J’ai choisi de vivre avec ma famille plutôt qu’avec un partenaire à long terme à 30 ans ; Avantages

J'ai choisi de vivre avec ma famille plutôt qu'avec un partenaire à long terme à 30 ans ; Avantages

J’ai 30 ans et je suis avec mon partenaire depuis près d’une décennie. Mais au lieu de vivre avec lui, je vis avec ma mère et ma sœur depuis quatre ans.

Avant cela, lui et moi vivions ensemble à San Francisco. Mais après quatre ans passés en ville, nous en avions assez de dépenser 2 750 $ par mois en loyer et aspirions à un style de vie qui nous permettrait de voyager et d’économiser de l’argent pour notre avenir.

Pour ce faire, nous avons pris la décision difficile de partir temporairement sur de longues distances et d’emménager dans nos familles respectives – la mienne en Caroline du Nord et la sienne en Floride.

Quatre ans plus tard, la liberté financière et la possibilité de renouer avec ma famille à l’âge adulte valent la peine de cet arrangement non conventionnel.

Vivre à nouveau avec ma famille nous a rapprochés et j’ai acquis beaucoup de nouvelles compétences

Lorsque je vivais à San Francisco, je ne voyais pas souvent ma mère et ma sœur et je devais parfois manquer des fêtes et des anniversaires importants.

Nous venions également de perdre mon père lorsque j’ai déménagé dans la Bay Area, rendant la distance encore plus difficile.

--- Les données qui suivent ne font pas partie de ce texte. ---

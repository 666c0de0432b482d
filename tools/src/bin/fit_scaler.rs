use std::path::{Path, PathBuf};

use clap::Parser;
use rayon::prelude::*;

use analyzer::{FeatureScaler, FeatureVector};
use codec::SAMPLE_RATE;

/// Fits feature normalization statistics from a labeled dataset.
///
/// Walks the `real/` and `fake/` subdirectories for WAV clips, runs the
/// same normalization and feature extraction as the service, and persists
/// the per-dimension mean and standard deviation as JSON. Run offline when
/// the model is retrained; the service itself never invokes this.
#[derive(Debug, Parser)]
struct Args {
    /// Dataset root containing `real/` and `fake/` subdirectories.
    dataset: PathBuf,

    /// File to write the fitted statistics to.
    #[arg(long, short, default_value = "scaler.json")]
    output: PathBuf,
}

fn main() -> anyhow::Result<()> {
    let args = Args::parse();

    let files = collect_wavs(&args.dataset)?;
    anyhow::ensure!(
        !files.is_empty(),
        "no WAV clips under {}",
        args.dataset.display()
    );

    println!("Extracting features from {} clips...", files.len());

    let rows: Vec<FeatureVector> = files
        .par_iter()
        .filter_map(|path| match features_of(path) {
            Ok(row) => Some(row),
            Err(err) => {
                eprintln!("skipping {}: {err:#}", path.display());
                None
            }
        })
        .collect();

    println!("Fitting over {} of {} clips", rows.len(), files.len());

    let scaler = FeatureScaler::fit(&rows)?;
    scaler.to_file(&args.output)?;

    println!("Wrote {}", args.output.display());

    Ok(())
}

fn features_of(path: &Path) -> anyhow::Result<FeatureVector> {
    let samples = codec::load_wav(path, SAMPLE_RATE)?;
    let samples = codec::pad_or_truncate(samples);
    Ok(analyzer::extract_features(&samples, SAMPLE_RATE)?)
}

fn collect_wavs(root: &Path) -> anyhow::Result<Vec<PathBuf>> {
    let mut files = Vec::new();
    for class in ["real", "fake"] {
        let dir = root.join(class);
        if !dir.is_dir() {
            continue;
        }
        for entry in std::fs::read_dir(&dir)? {
            let path = entry?.path();
            if path
                .extension()
                .is_some_and(|ext| ext.eq_ignore_ascii_case("wav"))
            {
                files.push(path);
            }
        }
    }
    files.sort();
    Ok(files)
}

Désormais, au lieu de vivre sur des côtes opposées, ma sœur et moi pouvons être là l’une pour l’autre en personne. De plus, vivre avec ma mère a renforcé notre lien, et pouvoir l’aider à la maison est une petite façon de lui dire merci pour tout ce qu’elle a fait pour moi en grandissant.

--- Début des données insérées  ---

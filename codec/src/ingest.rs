use std::fs;
use std::path::{Path, PathBuf};

use crate::{CodecError, ALLOWED_EXTENSIONS};

/// Owns the scratch directory uploads are staged in.
#[derive(Debug, Clone)]
pub struct Ingest {
    scratch_dir: PathBuf,
}

impl Ingest {
    pub fn new<P: AsRef<Path>>(scratch_dir: P) -> Result<Self, CodecError> {
        let scratch_dir = scratch_dir.as_ref().to_path_buf();
        fs::create_dir_all(&scratch_dir)?;
        Ok(Self { scratch_dir })
    }

    /// Stores raw upload bytes under an opaque identifier.
    ///
    /// Every file the clip accumulates (the upload itself and anything
    /// registered through [`StoredClip::derive`]) is removed when the
    /// returned handle drops, on every exit path.
    pub fn store(&self, original_name: &str, bytes: &[u8]) -> Result<StoredClip, CodecError> {
        let ext = extension_of(original_name)
            .ok_or_else(|| CodecError::UnsupportedContainer(original_name.to_string()))?;
        if !ALLOWED_EXTENSIONS.contains(&ext.as_str()) {
            return Err(CodecError::UnsupportedContainer(ext));
        }

        let id = uuid::Uuid::new_v4().simple().to_string();
        let path = self.scratch_dir.join(format!("{id}.{ext}"));
        fs::write(&path, bytes)?;

        Ok(StoredClip {
            id,
            filename: sanitize_filename(original_name),
            path: path.clone(),
            scratch: vec![path],
        })
    }
}

/// An uploaded clip staged on disk for the duration of one request.
#[derive(Debug)]
pub struct StoredClip {
    id: String,
    filename: String,
    path: PathBuf,
    scratch: Vec<PathBuf>,
}

impl StoredClip {
    #[must_use]
    pub fn id(&self) -> &str {
        &self.id
    }

    /// Sanitized original filename, safe to echo back to the client.
    #[must_use]
    pub fn filename(&self) -> &str {
        &self.filename
    }

    #[must_use]
    pub fn path(&self) -> &Path {
        &self.path
    }

    /// Reserves a sibling scratch path `<id>_<suffix>`, cleaned up with the clip.
    pub fn derive(&mut self, suffix: &str) -> PathBuf {
        let path = self
            .path
            .with_file_name(format!("{}_{suffix}", self.id));
        self.scratch.push(path.clone());
        path
    }
}

impl Drop for StoredClip {
    fn drop(&mut self) {
        for path in &self.scratch {
            if let Err(err) = fs::remove_file(path) {
                if err.kind() != std::io::ErrorKind::NotFound {
                    log::debug!("failed to remove scratch file {}: {err}", path.display());
                }
            }
        }
    }
}

fn extension_of(name: &str) -> Option<String> {
    Path::new(name)
        .extension()
        .map(|ext| ext.to_string_lossy().to_ascii_lowercase())
}

/// Reduces a client-supplied filename to a safe basename.
#[must_use]
pub fn sanitize_filename(name: &str) -> String {
    let base = Path::new(name)
        .file_name()
        .map(|s| s.to_string_lossy().into_owned())
        .unwrap_or_default();

    let safe = base
        .chars()
        .map(|c| {
            if c.is_ascii_alphanumeric() || matches!(c, '.' | '-' | '_') {
                c
            } else {
                '_'
            }
        })
        .collect::<String>();

    let safe = safe.trim_matches(|c| c == '.' || c == '_').to_string();
    if safe.is_empty() {
        "upload".to_string()
    } else {
        safe
    }
}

Je travaille à domicile, je suis donc devenue la gérante autoproclamée de la maison, qu’il s’agisse d’un chauffage cassé, de canalisations bouchées ou d’organiser le sous-sol pendant qu’elle est absente pendant des journées de travail de 12 heures.

Il y a quelques années, je l’ai même aidée à vendre notre maison rurale de Caroline du Nord et à déménager dans un nouvel endroit plus proche de la ville. J’étais là pendant tout le trajet : rencontrer l’agent immobilier, visiter les maisons et finalement aider au déménagement.

Aucun de nous n’avait vécu le processus d’achat et de vente auparavant, et maintenant, je me sens mieux préparé pour le moment où mon partenaire et moi deviendrons éventuellement propriétaires.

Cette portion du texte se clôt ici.